Descriptive Statistics
Extrinsic Drivers: Monetary Incentives
The percentage of households who accepted the first and second bid, respectively, is reported in table 2. Independent of the treatment level, half of the sample accepted the first bid for the conservation program, and one-third of the sample accepted the first bid for the restoration program. We observe monotonic responses from those who rejected the first offer but then accepted the second, higher, offer. Twenty to thirty percent accepted the second and final bid for the conservation program whereas only 11 to 17 percent of this sample accepted the second and final bid for the restoration program (table 2).
Bids Accepted.
Balance tests on the four randomized treatments were carried out on observable characteristics. Small yet significant differences across treatments arise from the age of the head of household, credit use, area of property, amount of erosion on property and conservation within APP zones (table 3) 4 , and are controlled for in all estimation models.
Property Characteristics.
Note: “Difference” denotes t-tests of means (Guapiara vs. Ibiuna).
**p < .05. ***p < .01.
Take-up of the conservation bid was 60 percent of the sample, whereas take-up of the restoration bid was 43 percent of the sample.
Extrinsic Drivers: Opportunity Costs and Legal Compliance
Our average respondent is fifty-five years of age and holds a little over twelve hectares of land—a small-scale producer by Brazilian standards (table 3). About 15 percent of the sample uses credit. For those who do not use credit, 76 percent of the sample stated it was because they did not need credit. Thus, we are analyzing a sample that is not credit constrained or not undertaking investments. Thirty percent of the sample experienced a bad agricultural yield in the previous year. We find that Guapiara experiences higher levels of erosion than Ibiuna. Although over 80 percent of our sample uses at least part of their land for agriculture (Ibiuna 70 percent and Guapiara 93 percent), properties in our sample have high forest cover (Ibiuna 53 percent and Guapiara 31 percent). At the time of the survey, 52 percent of landholders were in full compliance with the APP law (Ibiuna 56 percent and Guapiara 48 percent). Ibiuna landholders mostly engage in horticulture, while Guapiara producers mainly produce annual crops and use significantly more livestock. In our estimation, we account for these differences using municipality fixed effects.

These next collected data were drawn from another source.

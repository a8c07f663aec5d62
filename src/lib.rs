//! A serial command link for driving a servo sorting actuator.
//!
//! The actuator's firmware reads one command per line (`LEFT`, `RIGHT`,
//! `CENTER`, `TEST`, or `STATUS`), answers with a few lines of text, and
//! prints `READY` once it has finished. This crate owns that conversation:
//!
//!   * an [`Actuator`] validates requests, sends them one at a time no matter
//!     how many threads ask, and turns the device's answer into a `Result`,
//!   * a [`ConnectionManager`](connection::ConnectionManager) opens the port,
//!     waits for the device to boot, and retries until the device answers a
//!     status probe,
//!   * [`Statistics`](stats::Statistics) count what has been sorted, and
//!   * a [`Sorter`](sorting::Sorter) ties an external classifier to the
//!     actuator.
//!
//! ```rust,no_run
//! use sortlink::{Actuator, LinkOptions};
//!
//! # fn wrapper() -> Result<(), Box<dyn std::error::Error>> {
//! let actuator = Actuator::serial(LinkOptions::new());
//! actuator.connect("/dev/ttyACM0", LinkOptions::DEFAULT_BAUD_RATE)?;
//! actuator.self_test()?;
//! actuator.move_to("RIGHT")?;
//! # Ok(())
//! # }
//! ```

#![deny(missing_docs)]
#![deny(rustdoc::missing_crate_level_docs)]
#![deny(missing_debug_implementations)]

pub mod actuator;
pub mod backend;
pub mod channel;
pub mod command;
pub mod connection;
pub mod error;
pub mod options;
pub mod protocol;
pub mod response;
pub mod sorting;
pub mod stats;

pub use actuator::{Actuator, Status};
pub use command::{Command, CommandFrame, Direction};
pub use connection::{ConnectionManager, ConnectionState};
pub use options::LinkOptions;
pub use response::{CommandResult, Termination};
//! Origin-scoped key-value persistence
//!
//! Controllers persist through the [`KeyValueStore`] trait so that tests
//! and `--in-memory` runs can swap the file-backed store for a map.

pub mod file;
pub mod memory;

pub use file::FileStore;
pub use memory::MemoryStore;

use crate::error::StoreError;

/// Synchronous string-keyed store.
///
/// Mirrors the semantics of browser local storage: values are opaque
/// strings, reads never fail (a missing or unreadable value is `None`),
/// and writes are visible to the next read immediately.
pub trait KeyValueStore: Send + Sync {
    /// Read the value stored under `key`
    fn get(&self, key: &str) -> Option<String>;

    /// Store `value` under `key`, replacing any previous value
    ///
    /// # Errors
    ///
    /// Returns an error if the backing medium could not be written.
    fn set(&self, key: &str, value: &str) -> Result<(), StoreError>;

    /// Delete the value stored under `key`; absent keys are not an error
    fn remove(&self, key: &str) -> Result<(), StoreError>;
}

impl<S: KeyValueStore + ?Sized> KeyValueStore for std::sync::Arc<S> {
    fn get(&self, key: &str) -> Option<String> {
        (**self).get(key)
    }

    fn set(&self, key: &str, value: &str) -> Result<(), StoreError> {
        (**self).set(key, value)
    }

    fn remove(&self, key: &str) -> Result<(), StoreError> {
        (**self).remove(key)
    }
}
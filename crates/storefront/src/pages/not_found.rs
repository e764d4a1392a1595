//! Fallback page for unknown routes.

use dioxus::prelude::*;
use storefront_core::ThemeId;

use crate::state::{NavContext, Route, use_theme};

#[component]
pub fn NotFound(path: String) -> Element {
    let theme = use_theme().current();
    let nav = use_context::<NavContext>();

    let logged = path.clone();
    use_effect(move || {
        tracing::error!(path = %logged, "404: no page at this path");
    });

    let (title, message, button) = match theme {
        ThemeId::Theme1 => (
            "404 - Page Not Found",
            "The page you're looking for doesn't exist.",
            "Return Home",
        ),
        ThemeId::Theme2 => (
            "Page Not Located",
            "We apologize, but the requested page could not be found.",
            "Return to Homepage",
        ),
        ThemeId::Theme3 => (
            "Oops! Lost in Space! 🚀",
            "This page went on an adventure and got lost! Let's get you back home.",
            "Take Me Home! 🏠",
        ),
    };

    rsx! {
        div { class: "status-screen",
            div { class: "card not-found animate-scale-in",
                div { class: "error-icon", "⚠" }
                h1 { "{title}" }
                p { class: "muted", "{message}" }
                p { class: "muted small",
                    "Requested path: "
                    code { "{path}" }
                }
                button {
                    class: "button-primary",
                    onclick: move |_| nav.navigate(Route::Home),
                    "{button}"
                }
            }
        }
    }
}
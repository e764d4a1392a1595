//! One storefront session.
//!
//! A [`Session`] is the scope the presentation layer provides to its
//! descendants: it owns the theme and cart controllers, both opened against
//! the same store. Dropping the session cancels any pending theme timers.

use std::sync::Arc;

use tracing::info;

use crate::cart::CartController;
use crate::config::StorefrontConfig;
use crate::document::DocumentHook;
use crate::error::SessionError;
use crate::store::{FileStore, KeyValueStore, MemoryStore};
use crate::theme_state::ThemeController;

/// Theme and cart state for one running storefront.
#[derive(Debug)]
pub struct Session {
    config: StorefrontConfig,
    theme: ThemeController,
    cart: CartController,
}

impl Session {
    /// Restore both controllers from `store`.
    ///
    /// Must be called inside a tokio runtime.
    pub fn open(
        config: StorefrontConfig,
        store: Arc<dyn KeyValueStore>,
        document: Arc<dyn DocumentHook>,
    ) -> Result<Self, SessionError> {
        let theme = ThemeController::open(
            Arc::clone(&store),
            document,
            config.theme_key.clone(),
            config.timings,
        )?;
        let cart = CartController::open(store, config.cart_key.clone());

        info!(
            theme = %theme.current(),
            cart_items = cart.count(),
            "Session opened"
        );

        Ok(Self {
            config,
            theme,
            cart,
        })
    }

    /// Open a session backed by the file store in `config.data_dir`.
    pub fn open_persistent(
        config: StorefrontConfig,
        document: Arc<dyn DocumentHook>,
    ) -> Result<Self, SessionError> {
        let store = FileStore::open(&config.data_dir)?;
        Self::open(config, Arc::new(store), document)
    }

    /// Open a session that forgets everything when it ends.
    pub fn open_in_memory(
        config: StorefrontConfig,
        document: Arc<dyn DocumentHook>,
    ) -> Result<Self, SessionError> {
        Self::open(config, Arc::new(MemoryStore::new()), document)
    }

    pub fn config(&self) -> &StorefrontConfig {
        &self.config
    }

    pub fn theme(&self) -> &ThemeController {
        &self.theme
    }

    pub fn cart(&self) -> &CartController {
        &self.cart
    }
}

impl Drop for Session {
    fn drop(&mut self) {
        self.theme.shutdown();
    }
}
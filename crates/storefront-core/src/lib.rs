//! # Storefront Core
//!
//! State and data plumbing for the multi-theme storefront.
//!
//! ## Features
//!
//! - **ThemeController**: Active theme with a delayed, cancellable two-phase switch
//! - **CartController**: Cart entries with derived count and total, written through on change
//! - **KeyValueStore**: Pluggable persistence with in-memory and file backends
//! - **FetchSlot**: Keyed remote reads where the newest key always wins
//! - **normalize_product**: One canonical product shape from several catalog formats
//!
//! ## Example
//!
//! ```rust,ignore
//! use std::sync::Arc;
//! use storefront_core::{Session, StorefrontConfig, ThemeId, WatchDocument};
//!
//! #[tokio::main]
//! async fn main() {
//!     let document = Arc::new(WatchDocument::new());
//!     let session = Session::open_in_memory(StorefrontConfig::default(), document).unwrap();
//!
//!     session.theme().set_theme(ThemeId::Theme2);
//!     assert!(session.theme().is_transitioning());
//! }
//! ```

pub mod cart;
pub mod catalog;
pub mod config;
pub mod contact;
pub mod document;
pub mod error;
pub mod fetch;
pub mod pagination;
pub mod product;
pub mod session;
pub mod store;
pub mod theme;
pub mod theme_state;

// Re-exports
pub use cart::{CartController, CartEntry, CartSummary};
pub use catalog::{CatalogClient, CatalogEndpoint, parse_catalog};
pub use config::{ConfigError, StorefrontConfig, StorefrontConfigBuilder};
pub use contact::{ContactField, ContactFieldError, ContactForm};
pub use document::{DocumentHook, DocumentMarkers, TRANSITION_CLASS, WatchDocument};
pub use error::{ScopeError, SessionError, StoreError};
pub use fetch::{
    FetchError, FetchSlot, FetchState, HttpSource, JsonSource, Loader, RequestGuard,
    RequestTicket,
};
pub use pagination::Paginator;
pub use product::{NormalizeError, Product, Rating, RecordShape, normalize_product};
pub use session::Session;
pub use store::{FileStore, KeyValueStore, MemoryStore};
pub use theme::{LayoutKind, ThemeConfig, ThemeId, UnknownTheme, theme_configs};
pub use theme_state::{ThemeController, ThemePhase, ThemeSnapshot, TransitionTimings};
//! Theme provider and themed components.

use dioxus::prelude::*;
use storefront_core::{ThemeController, ThemeId, WatchDocument};

use crate::state::{DocumentContext, ThemeContext, use_theme};

/// Expose `controller` to descendants through [`use_theme`].
#[component]
pub fn ThemeProvider(controller: ThemeController, children: Element) -> Element {
    use_context_provider(|| {
        let mut rx = controller.subscribe();
        let mut snapshot = Signal::new(*rx.borrow_and_update());

        spawn(async move {
            while rx.changed().await.is_ok() {
                let next = *rx.borrow_and_update();
                snapshot.set(next);
            }
        });

        ThemeContext {
            controller: controller.clone(),
            snapshot,
        }
    });

    rsx! { {children} }
}

/// Mirror the document markers into a signal for [`ThemedRoot`].
pub fn use_document_provider(document: &WatchDocument) -> DocumentContext {
    use_context_provider(|| {
        let mut rx = document.subscribe();
        let mut markers = Signal::new(rx.borrow_and_update().clone());

        spawn(async move {
            while rx.changed().await.is_ok() {
                let next = rx.borrow_and_update().clone();
                markers.set(next);
            }
        });

        DocumentContext { markers }
    })
}

/// Themed root wrapper component.
///
/// Carries the `data-theme` attribute and the transition class.
#[component]
pub fn ThemedRoot(children: Element) -> Element {
    let document = use_context::<DocumentContext>();
    let markers = document.markers.read().clone();
    let class = markers.root_class("themed-root");

    rsx! {
        div {
            class: "{class}",
            "data-theme": markers.theme_attribute,
            {children}
        }
    }
}

/// Theme dropdown listing every registered theme.
#[component]
pub fn ThemeSwitcher(#[props(default = false)] align_start: bool) -> Element {
    let theme = use_theme();
    let mut open = use_signal(|| false);
    let current = theme.current();
    let current_name = current.display_name();

    let menu_class = if align_start {
        "theme-menu align-start"
    } else {
        "theme-menu"
    };

    rsx! {
        div { class: "theme-switcher",
            button {
                class: "theme-switcher-button",
                onclick: move |_| open.toggle(),
                span { class: "theme-switcher-icon", "◐" }
                "{current_name}"
                span { class: "theme-switcher-caret", "▾" }
            }

            if open() {
                div { class: "{menu_class}",
                    for id in ThemeId::all().iter().copied() {
                        {
                            let config = id.config();
                            let item_class = if id == current {
                                "theme-menu-item active"
                            } else {
                                "theme-menu-item"
                            };
                            let theme = theme.clone();
                            rsx! {
                                button {
                                    key: "{id}",
                                    class: "{item_class}",
                                    onclick: move |_| {
                                        theme.set_theme(id);
                                        open.set(false);
                                    },
                                    span { class: "theme-menu-name", "{config.name}" }
                                    span { class: "theme-menu-description", "{config.description}" }
                                }
                            }
                        }
                    }
                }
            }
        }
    }
}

Intrinsic Drivers: Motivations
Table 4 presents the breakdown of the sample by intrinsic drivers: proenvironment, prosocial, progovernment, and social norms. The average respondent answered positive to 52 percent of the proenvironment questions, whereas the average respondent answered positive to only 8 percent of the prosocial questions. When looking at the descriptives of those who accepted the restoration bid, the average respondent answered positive to 56 percent of the proenvironment questions and to only 4 percent of the prosocial questions.
Indices.
The average landholder responded positively to 61 percent of the progovernment questions and 87 percent of the questions on social norms influence. On average, the landholder responded positively to 52 percent of the questions on knowledge of PES and the MdA program in particular. Those who accepted the restoration bid responded positively to 71 percent of the progovernment questions, 95 percent of the questions on social norms influence, and 54 percent of the questions on access to information.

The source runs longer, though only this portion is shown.